Ferrer gets more in depth with robots in his Artificial Intelligence course, where students with more background in programming learn what it means to create simulated intelligence. Students experiment with robots that can learn on their own. They work on programs that enable robots to independently figure out how to drive down the hall without hitting things, to recognize hand writing, and to find areas that are lit and prefer them to dark areas. Students have also programmed robots to be unbeatable checkers players.

One of his favorite courses is Introduction to Computer Programming, which has "taken off" in popularity, with 60 to 70 students from many different majors enrolled in three sections of the course each year.

Students in the course tackle free-form assignments based on their interests, Ferrer said.

For example, an English major wrote a program that allowed a user to type in a quote from William Shakespeare and the computer would cite the play, the line, and the character who said the line.

"It's a really amazing experience as a teacher to attract students from all majors, and they're able to achieve even if they didn't think of themselves as technically savvy," he said. "So I get a lot of satisfaction."

Ferrer is also active in the college's new Study of the Mind program, collaborating with philosophy, psychology, and biology faculty to study the human mind from a multidisciplinary perspective.
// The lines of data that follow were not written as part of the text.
//! Module documentation: template docs joined with the global catalog.
//!
//! The global catalog (`global-vars.yaml`) describes variables shared by many
//! templates:
//!
//! ```yaml
//! MORIO_SERVER:
//!   default: morio.example.com
//!   about: FQDN of the Morio collector
//! ```
//!
//! It is only consulted for display. Rendering never reads it.

use super::manager::{ModuleFile, ModuleManager};
use crate::error::{MorioError, Result};
use crate::template::{TemplateDoc, extract_metadata};
use crate::vars::stringify_value;
use serde_yaml::Value;
use std::collections::BTreeMap;
use std::fs;
use std::io;
use std::path::Path;

/// One entry of the global variable catalog.
#[derive(Debug, Clone, Default, PartialEq, Eq)]
pub struct GlobalVar {
    pub default: Option<String>,
    pub about: Option<String>,
}

/// The global variable catalog, keyed by variable name.
#[derive(Debug, Clone, Default, PartialEq, Eq)]
pub struct GlobalVarCatalog {
    vars: BTreeMap<String, GlobalVar>,
}

impl GlobalVarCatalog {
    /// Load the catalog; a missing file is an empty catalog.
    pub fn load<P: AsRef<Path>>(path: P) -> Result<Self> {
        let path = path.as_ref();
        match fs::read_to_string(path) {
            Ok(content) => Self::from_yaml(&content).map_err(|e| match e {
                MorioError::TemplateParseError(msg) => MorioError::TemplateParseError(format!(
                    "global variable catalog '{}': {}",
                    path.display(),
                    msg
                )),
                other => other,
            }),
            Err(e) if e.kind() == io::ErrorKind::NotFound => Ok(Self::default()),
            Err(e) => Err(MorioError::UserError(format!(
                "failed to read global variable catalog '{}': {}",
                path.display(),
                e
            ))),
        }
    }

    /// Parse the catalog. Entries that are not mappings are skipped.
    pub fn from_yaml(yaml: &str) -> Result<Self> {
        if yaml.trim().is_empty() {
            return Ok(Self::default());
        }
        let value: Value = serde_yaml::from_str(yaml)
            .map_err(|e| MorioError::TemplateParseError(e.to_string()))?;

        let mut vars = BTreeMap::new();
        if let Some(root) = value.as_mapping() {
            for (name, entry) in root {
                let (Some(name), Some(entry)) = (name.as_str(), entry.as_mapping()) else {
                    continue;
                };
                vars.insert(
                    name.to_string(),
                    GlobalVar {
                        default: entry.get("default").map(stringify_value),
                        about: entry.get("about").and_then(Value::as_str).map(str::to_string),
                    },
                );
            }
        }
        Ok(Self { vars })
    }

    pub fn get(&self, name: &str) -> Option<&GlobalVar> {
        self.vars.get(name)
    }
}

/// Documentation of one template of a module.
#[derive(Debug, Clone)]
pub struct ModuleTemplateInfo {
    pub file: ModuleFile,
    pub doc: TemplateDoc,
}

impl ModuleManager {
    /// Documentation for every template of module `name`, in area order.
    ///
    /// `vars` is the effective variable context used to render docs.
    pub fn module_info(
        &self,
        name: &str,
        vars: &BTreeMap<String, String>,
    ) -> Result<Vec<ModuleTemplateInfo>> {
        self.find(name)?
            .into_iter()
            .map(|file| {
                let doc = extract_metadata(&file.path, vars)?;
                Ok(ModuleTemplateInfo { file, doc })
            })
            .collect()
    }
}

#[cfg(test)]
mod tests {
    use super::*;
    use tempfile::TempDir;

    #[test]
    fn catalog_parses_entries() {
        let catalog = GlobalVarCatalog::from_yaml(
            r#"
MORIO_SERVER:
  default: morio.example.com
  about: FQDN of the collector
MORIO_PORT:
  default: 9092
broken: just a string
"#,
        )
        .unwrap();

        assert_eq!(catalog.vars.len(), 2);
        let server = catalog.get("MORIO_SERVER").unwrap();
        assert_eq!(server.default.as_deref(), Some("morio.example.com"));
        assert_eq!(server.about.as_deref(), Some("FQDN of the collector"));
        assert_eq!(catalog.get("MORIO_PORT").unwrap().default.as_deref(), Some("9092"));
        assert!(catalog.get("MORIO_PORT").unwrap().about.is_none());
        assert!(catalog.get("broken").is_none());
    }

    #[test]
    fn missing_catalog_is_empty() {
        let temp = TempDir::new().unwrap();
        let catalog = GlobalVarCatalog::load(temp.path().join("global-vars.yaml")).unwrap();
        assert!(catalog.vars.is_empty());
    }

    #[test]
    fn invalid_catalog_is_parse_error() {
        let err = GlobalVarCatalog::from_yaml("a: [b").unwrap_err();
        assert!(matches!(err, MorioError::TemplateParseError(_)));
    }
}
"It's a wonderful opportunity for students with this interest," said Ferrer, who offers his expertise in artificial intelligence and robotics to the program, which is currently a minor and may ultimately be a major degree. "It's the sort of thing that Hendrix really facilitates, and I'm excited to see where this is going."

Students have also pursued engaged learning projects using computer science for Your Hendrix Odyssey: Engaging in Active Learning.
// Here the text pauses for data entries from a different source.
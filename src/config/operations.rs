//! AppConfig loading and validation.

use super::model::AppConfig;
use crate::agents::Agent;
use crate::error::{MorioError, Result};
use std::io::ErrorKind;
use std::path::Path;
use tracing::debug;

impl AppConfig {
    /// Load config from a YAML file.
    ///
    /// A missing file yields the default configuration. Read, parse and
    /// validation failures are `UserError`s.
    pub fn load<P: AsRef<Path>>(path: P) -> Result<Self> {
        let path = path.as_ref();

        let content = match std::fs::read_to_string(path) {
            Ok(content) => content,
            Err(e) if e.kind() == ErrorKind::NotFound => {
                debug!(path = %path.display(), "no config file, using defaults");
                return Ok(Self::default());
            }
            Err(e) => {
                return Err(MorioError::UserError(format!(
                    "failed to read config file '{}': {}",
                    path.display(),
                    e
                )));
            }
        };

        Self::from_yaml(&content)
    }

    /// Parse config from a YAML string. An empty document is the default.
    pub fn from_yaml(yaml: &str) -> Result<Self> {
        if yaml.trim().is_empty() {
            return Ok(Self::default());
        }

        let config: AppConfig = serde_yaml::from_str(yaml)
            .map_err(|e| MorioError::UserError(format!("failed to parse config YAML: {}", e)))?;

        config.validate()?;
        Ok(config)
    }

    /// Every agent binary path must be non-empty.
    pub fn validate(&self) -> Result<()> {
        for agent in Agent::ALL {
            if self.agents.binary(*agent).as_os_str().is_empty() {
                return Err(MorioError::UserError(format!(
                    "config validation failed: agents.{} must not be empty",
                    agent
                )));
            }
        }
        Ok(())
    }

    /// Path of the binary for `agent`.
    pub fn agent_binary(&self, agent: Agent) -> &Path {
        self.agents.binary(agent)
    }
}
While senior computer science majors have always completed a senior research project, Odyssey has encouraged students to apply computer science in new and different ways beyond traditional research.

"Odyssey has been great in terms of the sheer creativity of the projects they're undertaking," said Ferrer.

One student received Odyssey credit in the "Service to the World" category for a project that developed software for people in situations with low budgets. Two students developed software for a rural police department in Arkansas.

"That's just one way I saw Odyssey and computer science make a difference," he said.

Odyssey has also funded a summer research assistant to support Ferrer and his ongoing research using "model checking" to develop software to help programmers automatically find errors.

Achieving his research goals feeds back into classes and strengthens the computers science program, he said.

"The college has been a source of great support and has done a lot to nurture the computer science program," he said. "We've grown a lot over the last several years, and I'd forecast that growth will continue." 

"I would like to see the good things we've started continue to mature, and I'd like to accelerate the trend in working with students in other majors and increasing the number of minors," said Ferrer, adding that a fourth faculty member would support the program's growth at some point too. "The growth in our program is fundamentally in our own hands."